Top of PROVIDED RECORDS

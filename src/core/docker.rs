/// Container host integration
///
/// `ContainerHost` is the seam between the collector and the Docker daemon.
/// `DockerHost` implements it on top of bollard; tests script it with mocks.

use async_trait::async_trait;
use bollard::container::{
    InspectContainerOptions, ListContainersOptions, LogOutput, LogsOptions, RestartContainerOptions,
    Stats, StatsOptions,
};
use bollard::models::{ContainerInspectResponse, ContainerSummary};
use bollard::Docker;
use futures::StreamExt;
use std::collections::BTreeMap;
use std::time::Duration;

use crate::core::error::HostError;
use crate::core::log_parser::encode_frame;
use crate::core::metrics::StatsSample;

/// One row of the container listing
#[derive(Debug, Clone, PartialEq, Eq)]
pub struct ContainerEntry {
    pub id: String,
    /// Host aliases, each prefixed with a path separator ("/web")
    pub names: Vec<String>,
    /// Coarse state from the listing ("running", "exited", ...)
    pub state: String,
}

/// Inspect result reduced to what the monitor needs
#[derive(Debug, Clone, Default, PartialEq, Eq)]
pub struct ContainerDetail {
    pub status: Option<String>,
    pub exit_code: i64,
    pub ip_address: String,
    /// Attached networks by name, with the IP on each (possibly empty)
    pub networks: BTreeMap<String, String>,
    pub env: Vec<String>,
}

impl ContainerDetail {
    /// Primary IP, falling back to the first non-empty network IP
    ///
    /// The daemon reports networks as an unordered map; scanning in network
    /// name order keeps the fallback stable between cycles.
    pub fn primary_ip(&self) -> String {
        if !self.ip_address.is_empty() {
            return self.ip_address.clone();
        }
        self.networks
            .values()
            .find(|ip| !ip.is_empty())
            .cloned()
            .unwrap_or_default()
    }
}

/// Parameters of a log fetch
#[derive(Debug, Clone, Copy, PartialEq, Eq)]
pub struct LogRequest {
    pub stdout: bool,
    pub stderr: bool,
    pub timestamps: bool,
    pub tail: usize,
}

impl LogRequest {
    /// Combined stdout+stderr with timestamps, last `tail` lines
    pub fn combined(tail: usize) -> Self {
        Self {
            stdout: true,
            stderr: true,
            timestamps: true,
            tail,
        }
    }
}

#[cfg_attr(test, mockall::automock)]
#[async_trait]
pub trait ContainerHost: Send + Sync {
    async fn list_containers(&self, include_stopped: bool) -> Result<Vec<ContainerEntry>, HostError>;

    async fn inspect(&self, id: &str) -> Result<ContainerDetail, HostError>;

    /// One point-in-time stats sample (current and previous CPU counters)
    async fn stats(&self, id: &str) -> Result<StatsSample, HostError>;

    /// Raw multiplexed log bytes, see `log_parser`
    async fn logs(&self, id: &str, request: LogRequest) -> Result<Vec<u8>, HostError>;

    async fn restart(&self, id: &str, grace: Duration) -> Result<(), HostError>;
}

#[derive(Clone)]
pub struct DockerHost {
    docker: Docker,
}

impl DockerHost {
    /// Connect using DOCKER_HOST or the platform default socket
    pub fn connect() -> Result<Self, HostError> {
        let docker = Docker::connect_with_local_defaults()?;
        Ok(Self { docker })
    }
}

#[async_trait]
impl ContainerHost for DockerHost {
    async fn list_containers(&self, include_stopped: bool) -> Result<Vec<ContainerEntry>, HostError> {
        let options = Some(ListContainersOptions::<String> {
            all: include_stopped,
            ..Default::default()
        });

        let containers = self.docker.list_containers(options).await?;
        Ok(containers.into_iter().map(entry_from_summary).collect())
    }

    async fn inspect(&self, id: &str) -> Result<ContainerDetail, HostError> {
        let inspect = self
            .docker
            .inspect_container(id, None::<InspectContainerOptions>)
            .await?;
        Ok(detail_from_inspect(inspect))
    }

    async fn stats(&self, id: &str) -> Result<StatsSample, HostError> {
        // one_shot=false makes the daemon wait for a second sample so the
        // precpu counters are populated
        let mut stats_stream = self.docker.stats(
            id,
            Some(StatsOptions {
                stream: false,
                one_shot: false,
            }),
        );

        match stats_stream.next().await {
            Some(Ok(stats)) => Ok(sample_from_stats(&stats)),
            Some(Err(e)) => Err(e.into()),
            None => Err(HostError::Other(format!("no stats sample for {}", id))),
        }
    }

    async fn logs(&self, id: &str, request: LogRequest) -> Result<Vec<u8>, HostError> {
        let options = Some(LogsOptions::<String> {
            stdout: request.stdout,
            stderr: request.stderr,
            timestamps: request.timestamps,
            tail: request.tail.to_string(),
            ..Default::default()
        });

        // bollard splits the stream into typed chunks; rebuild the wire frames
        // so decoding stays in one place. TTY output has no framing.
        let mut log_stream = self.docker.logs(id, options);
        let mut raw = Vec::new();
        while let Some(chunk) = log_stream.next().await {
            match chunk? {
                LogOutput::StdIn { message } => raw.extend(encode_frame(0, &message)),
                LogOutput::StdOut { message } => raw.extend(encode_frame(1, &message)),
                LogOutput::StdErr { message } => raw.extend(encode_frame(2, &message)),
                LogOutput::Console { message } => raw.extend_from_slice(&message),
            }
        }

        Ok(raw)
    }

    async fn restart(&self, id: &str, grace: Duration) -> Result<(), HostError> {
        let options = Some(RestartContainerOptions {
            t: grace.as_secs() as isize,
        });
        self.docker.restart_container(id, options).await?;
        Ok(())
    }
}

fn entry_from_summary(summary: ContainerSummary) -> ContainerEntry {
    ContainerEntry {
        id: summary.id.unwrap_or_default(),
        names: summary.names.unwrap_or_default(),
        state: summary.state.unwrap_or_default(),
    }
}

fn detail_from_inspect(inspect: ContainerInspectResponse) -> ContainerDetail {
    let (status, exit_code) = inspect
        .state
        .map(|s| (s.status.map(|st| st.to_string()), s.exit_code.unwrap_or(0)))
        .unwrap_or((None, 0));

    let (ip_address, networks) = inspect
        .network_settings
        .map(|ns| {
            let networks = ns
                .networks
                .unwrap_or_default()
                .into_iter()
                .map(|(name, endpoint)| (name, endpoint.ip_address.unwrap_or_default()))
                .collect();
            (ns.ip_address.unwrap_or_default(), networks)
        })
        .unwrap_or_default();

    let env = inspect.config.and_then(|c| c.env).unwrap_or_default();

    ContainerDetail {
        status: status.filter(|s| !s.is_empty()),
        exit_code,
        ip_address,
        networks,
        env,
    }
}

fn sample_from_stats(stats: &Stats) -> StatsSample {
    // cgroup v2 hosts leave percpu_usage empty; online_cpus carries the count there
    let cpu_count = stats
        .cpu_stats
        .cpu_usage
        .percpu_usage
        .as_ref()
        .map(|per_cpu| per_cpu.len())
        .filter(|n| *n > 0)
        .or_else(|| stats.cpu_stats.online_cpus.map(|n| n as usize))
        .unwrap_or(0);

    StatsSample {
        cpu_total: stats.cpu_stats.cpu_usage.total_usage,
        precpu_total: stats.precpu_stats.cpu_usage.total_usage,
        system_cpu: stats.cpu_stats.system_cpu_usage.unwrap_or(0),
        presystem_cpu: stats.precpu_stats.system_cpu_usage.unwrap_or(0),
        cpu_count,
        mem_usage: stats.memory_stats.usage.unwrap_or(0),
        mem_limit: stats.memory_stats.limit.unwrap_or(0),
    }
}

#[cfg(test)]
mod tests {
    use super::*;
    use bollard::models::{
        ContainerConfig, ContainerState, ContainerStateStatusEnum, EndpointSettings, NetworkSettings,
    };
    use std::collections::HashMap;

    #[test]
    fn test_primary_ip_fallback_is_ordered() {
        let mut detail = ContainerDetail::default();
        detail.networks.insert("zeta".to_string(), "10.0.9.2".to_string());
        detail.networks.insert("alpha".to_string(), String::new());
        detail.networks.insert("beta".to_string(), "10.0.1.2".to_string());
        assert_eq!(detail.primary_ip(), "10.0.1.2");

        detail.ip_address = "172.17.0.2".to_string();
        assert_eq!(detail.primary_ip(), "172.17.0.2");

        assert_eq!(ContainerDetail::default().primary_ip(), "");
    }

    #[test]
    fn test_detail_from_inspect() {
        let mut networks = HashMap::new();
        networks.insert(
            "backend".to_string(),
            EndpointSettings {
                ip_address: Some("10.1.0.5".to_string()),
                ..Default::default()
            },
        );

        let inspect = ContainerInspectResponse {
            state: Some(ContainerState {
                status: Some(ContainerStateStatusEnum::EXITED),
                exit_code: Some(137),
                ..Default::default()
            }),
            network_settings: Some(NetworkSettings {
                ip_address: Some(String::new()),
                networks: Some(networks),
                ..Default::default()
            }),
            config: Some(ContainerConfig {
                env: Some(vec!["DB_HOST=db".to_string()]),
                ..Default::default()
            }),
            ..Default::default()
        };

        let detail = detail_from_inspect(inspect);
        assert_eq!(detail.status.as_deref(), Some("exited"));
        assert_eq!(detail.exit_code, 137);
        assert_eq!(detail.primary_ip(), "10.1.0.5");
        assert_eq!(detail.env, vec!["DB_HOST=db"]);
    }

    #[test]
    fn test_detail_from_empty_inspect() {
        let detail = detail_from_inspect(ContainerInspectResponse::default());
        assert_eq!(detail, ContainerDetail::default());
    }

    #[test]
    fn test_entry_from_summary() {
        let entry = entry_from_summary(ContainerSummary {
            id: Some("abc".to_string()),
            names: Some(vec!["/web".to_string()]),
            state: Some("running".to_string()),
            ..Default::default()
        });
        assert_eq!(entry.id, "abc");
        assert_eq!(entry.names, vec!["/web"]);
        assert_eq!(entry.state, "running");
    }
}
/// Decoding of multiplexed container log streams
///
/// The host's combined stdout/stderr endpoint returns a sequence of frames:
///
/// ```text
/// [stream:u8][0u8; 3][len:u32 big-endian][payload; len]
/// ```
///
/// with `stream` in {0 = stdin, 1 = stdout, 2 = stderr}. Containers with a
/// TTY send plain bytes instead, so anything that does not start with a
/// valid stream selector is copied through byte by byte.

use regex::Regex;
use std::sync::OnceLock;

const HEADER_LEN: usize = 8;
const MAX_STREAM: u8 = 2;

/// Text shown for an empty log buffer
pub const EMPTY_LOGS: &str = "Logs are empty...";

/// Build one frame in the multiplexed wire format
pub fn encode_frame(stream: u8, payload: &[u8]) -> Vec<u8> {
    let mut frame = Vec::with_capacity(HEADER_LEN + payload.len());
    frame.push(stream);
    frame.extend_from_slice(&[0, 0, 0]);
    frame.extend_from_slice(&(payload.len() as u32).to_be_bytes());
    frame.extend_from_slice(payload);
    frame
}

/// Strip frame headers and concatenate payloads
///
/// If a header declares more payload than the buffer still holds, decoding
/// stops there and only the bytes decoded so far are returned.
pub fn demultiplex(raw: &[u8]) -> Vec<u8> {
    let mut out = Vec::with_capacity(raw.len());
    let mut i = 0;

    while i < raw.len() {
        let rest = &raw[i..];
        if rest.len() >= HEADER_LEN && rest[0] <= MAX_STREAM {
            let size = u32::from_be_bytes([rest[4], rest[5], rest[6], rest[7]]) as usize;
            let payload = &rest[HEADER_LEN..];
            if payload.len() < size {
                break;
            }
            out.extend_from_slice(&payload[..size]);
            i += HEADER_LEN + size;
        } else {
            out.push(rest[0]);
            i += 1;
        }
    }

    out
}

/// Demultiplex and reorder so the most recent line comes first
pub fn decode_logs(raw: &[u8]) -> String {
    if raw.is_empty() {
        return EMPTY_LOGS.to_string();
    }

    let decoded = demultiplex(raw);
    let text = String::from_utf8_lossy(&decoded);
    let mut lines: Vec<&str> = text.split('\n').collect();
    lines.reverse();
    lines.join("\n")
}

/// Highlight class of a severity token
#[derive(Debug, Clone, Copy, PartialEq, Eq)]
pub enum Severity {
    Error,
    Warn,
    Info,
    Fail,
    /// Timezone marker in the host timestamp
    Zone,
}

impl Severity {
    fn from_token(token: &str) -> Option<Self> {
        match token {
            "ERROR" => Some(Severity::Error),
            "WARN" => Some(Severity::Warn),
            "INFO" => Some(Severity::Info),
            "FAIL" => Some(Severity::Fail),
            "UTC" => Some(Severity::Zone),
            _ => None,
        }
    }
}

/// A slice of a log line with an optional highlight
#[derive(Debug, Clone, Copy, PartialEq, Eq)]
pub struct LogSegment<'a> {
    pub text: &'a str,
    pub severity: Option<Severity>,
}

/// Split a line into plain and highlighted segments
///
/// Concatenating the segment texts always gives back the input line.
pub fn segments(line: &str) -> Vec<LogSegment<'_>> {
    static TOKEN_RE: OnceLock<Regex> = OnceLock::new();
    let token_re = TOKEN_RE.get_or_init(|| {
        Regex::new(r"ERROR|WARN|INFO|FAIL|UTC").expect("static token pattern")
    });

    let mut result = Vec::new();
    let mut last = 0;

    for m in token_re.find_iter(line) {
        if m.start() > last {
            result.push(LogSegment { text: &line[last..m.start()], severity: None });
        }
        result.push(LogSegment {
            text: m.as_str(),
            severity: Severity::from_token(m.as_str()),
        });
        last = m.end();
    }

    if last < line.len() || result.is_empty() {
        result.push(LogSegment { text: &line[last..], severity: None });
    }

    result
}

Bottom of PROVIDED RECORDS
Top of PROVIDED RECORDS

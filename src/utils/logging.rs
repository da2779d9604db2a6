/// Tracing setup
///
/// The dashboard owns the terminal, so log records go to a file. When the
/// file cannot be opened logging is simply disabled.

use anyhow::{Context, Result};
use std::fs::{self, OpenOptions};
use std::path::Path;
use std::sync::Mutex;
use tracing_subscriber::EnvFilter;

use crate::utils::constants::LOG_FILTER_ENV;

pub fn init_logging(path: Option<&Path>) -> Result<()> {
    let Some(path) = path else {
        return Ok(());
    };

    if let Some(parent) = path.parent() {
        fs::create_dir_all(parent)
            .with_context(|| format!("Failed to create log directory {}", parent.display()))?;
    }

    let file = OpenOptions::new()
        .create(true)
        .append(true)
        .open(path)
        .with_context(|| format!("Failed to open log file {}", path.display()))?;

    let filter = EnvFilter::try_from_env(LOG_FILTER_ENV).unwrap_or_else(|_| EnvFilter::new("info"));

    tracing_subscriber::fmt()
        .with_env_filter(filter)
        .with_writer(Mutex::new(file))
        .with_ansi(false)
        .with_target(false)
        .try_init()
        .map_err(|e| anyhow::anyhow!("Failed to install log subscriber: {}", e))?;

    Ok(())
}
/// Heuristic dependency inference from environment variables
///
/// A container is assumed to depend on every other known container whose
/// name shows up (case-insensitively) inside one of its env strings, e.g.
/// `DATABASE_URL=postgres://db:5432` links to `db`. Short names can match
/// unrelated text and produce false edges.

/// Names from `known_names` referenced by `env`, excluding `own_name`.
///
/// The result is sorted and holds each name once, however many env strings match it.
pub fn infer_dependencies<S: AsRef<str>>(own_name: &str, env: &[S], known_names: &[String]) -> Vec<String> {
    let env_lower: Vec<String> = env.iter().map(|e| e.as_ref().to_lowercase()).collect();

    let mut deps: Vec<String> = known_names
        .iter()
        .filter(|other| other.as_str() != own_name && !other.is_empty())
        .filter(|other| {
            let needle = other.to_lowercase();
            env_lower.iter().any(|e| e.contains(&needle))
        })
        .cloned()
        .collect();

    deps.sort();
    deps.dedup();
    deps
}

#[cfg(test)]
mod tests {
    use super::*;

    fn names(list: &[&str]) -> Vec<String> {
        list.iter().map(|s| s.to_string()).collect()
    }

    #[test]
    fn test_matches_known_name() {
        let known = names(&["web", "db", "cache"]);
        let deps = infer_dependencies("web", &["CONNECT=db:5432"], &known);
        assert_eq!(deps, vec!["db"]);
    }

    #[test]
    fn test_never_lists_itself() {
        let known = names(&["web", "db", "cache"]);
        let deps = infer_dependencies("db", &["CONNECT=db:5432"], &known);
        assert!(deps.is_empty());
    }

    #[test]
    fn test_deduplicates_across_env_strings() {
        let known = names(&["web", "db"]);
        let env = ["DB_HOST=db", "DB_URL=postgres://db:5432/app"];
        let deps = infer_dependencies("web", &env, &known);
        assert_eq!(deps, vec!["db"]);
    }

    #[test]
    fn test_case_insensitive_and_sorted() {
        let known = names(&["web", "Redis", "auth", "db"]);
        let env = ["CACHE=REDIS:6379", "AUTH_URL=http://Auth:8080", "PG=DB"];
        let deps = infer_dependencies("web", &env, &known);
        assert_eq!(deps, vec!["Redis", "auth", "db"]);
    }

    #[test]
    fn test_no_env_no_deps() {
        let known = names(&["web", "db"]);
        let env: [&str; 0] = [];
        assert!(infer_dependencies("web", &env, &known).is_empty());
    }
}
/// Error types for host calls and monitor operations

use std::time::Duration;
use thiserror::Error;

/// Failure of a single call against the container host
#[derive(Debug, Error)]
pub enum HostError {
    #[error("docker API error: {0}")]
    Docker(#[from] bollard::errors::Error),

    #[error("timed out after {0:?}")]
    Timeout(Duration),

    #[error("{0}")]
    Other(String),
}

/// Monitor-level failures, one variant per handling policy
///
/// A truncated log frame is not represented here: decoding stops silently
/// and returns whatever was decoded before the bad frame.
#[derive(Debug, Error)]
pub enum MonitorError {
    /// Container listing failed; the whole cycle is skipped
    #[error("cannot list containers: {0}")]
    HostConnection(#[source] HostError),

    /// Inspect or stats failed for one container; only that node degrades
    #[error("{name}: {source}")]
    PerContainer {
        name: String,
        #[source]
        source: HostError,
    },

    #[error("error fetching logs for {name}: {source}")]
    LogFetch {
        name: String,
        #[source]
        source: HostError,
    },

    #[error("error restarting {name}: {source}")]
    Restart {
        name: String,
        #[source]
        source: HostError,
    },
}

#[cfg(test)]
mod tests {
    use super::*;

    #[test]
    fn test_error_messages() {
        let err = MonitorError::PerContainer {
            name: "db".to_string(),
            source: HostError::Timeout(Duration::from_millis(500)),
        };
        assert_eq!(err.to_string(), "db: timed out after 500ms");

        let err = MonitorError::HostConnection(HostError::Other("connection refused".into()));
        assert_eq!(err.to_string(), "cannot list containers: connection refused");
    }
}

Bottom of PROVIDED RECORDS

- **EXERCISE DIRECTIONS**: Write out each line above with the word "wire".

- **EXERCISE SOLUTION**:
        // bollard splits the stream into typed chunks; rebuild the wire frames
/// Build one frame in the multiplexed wire format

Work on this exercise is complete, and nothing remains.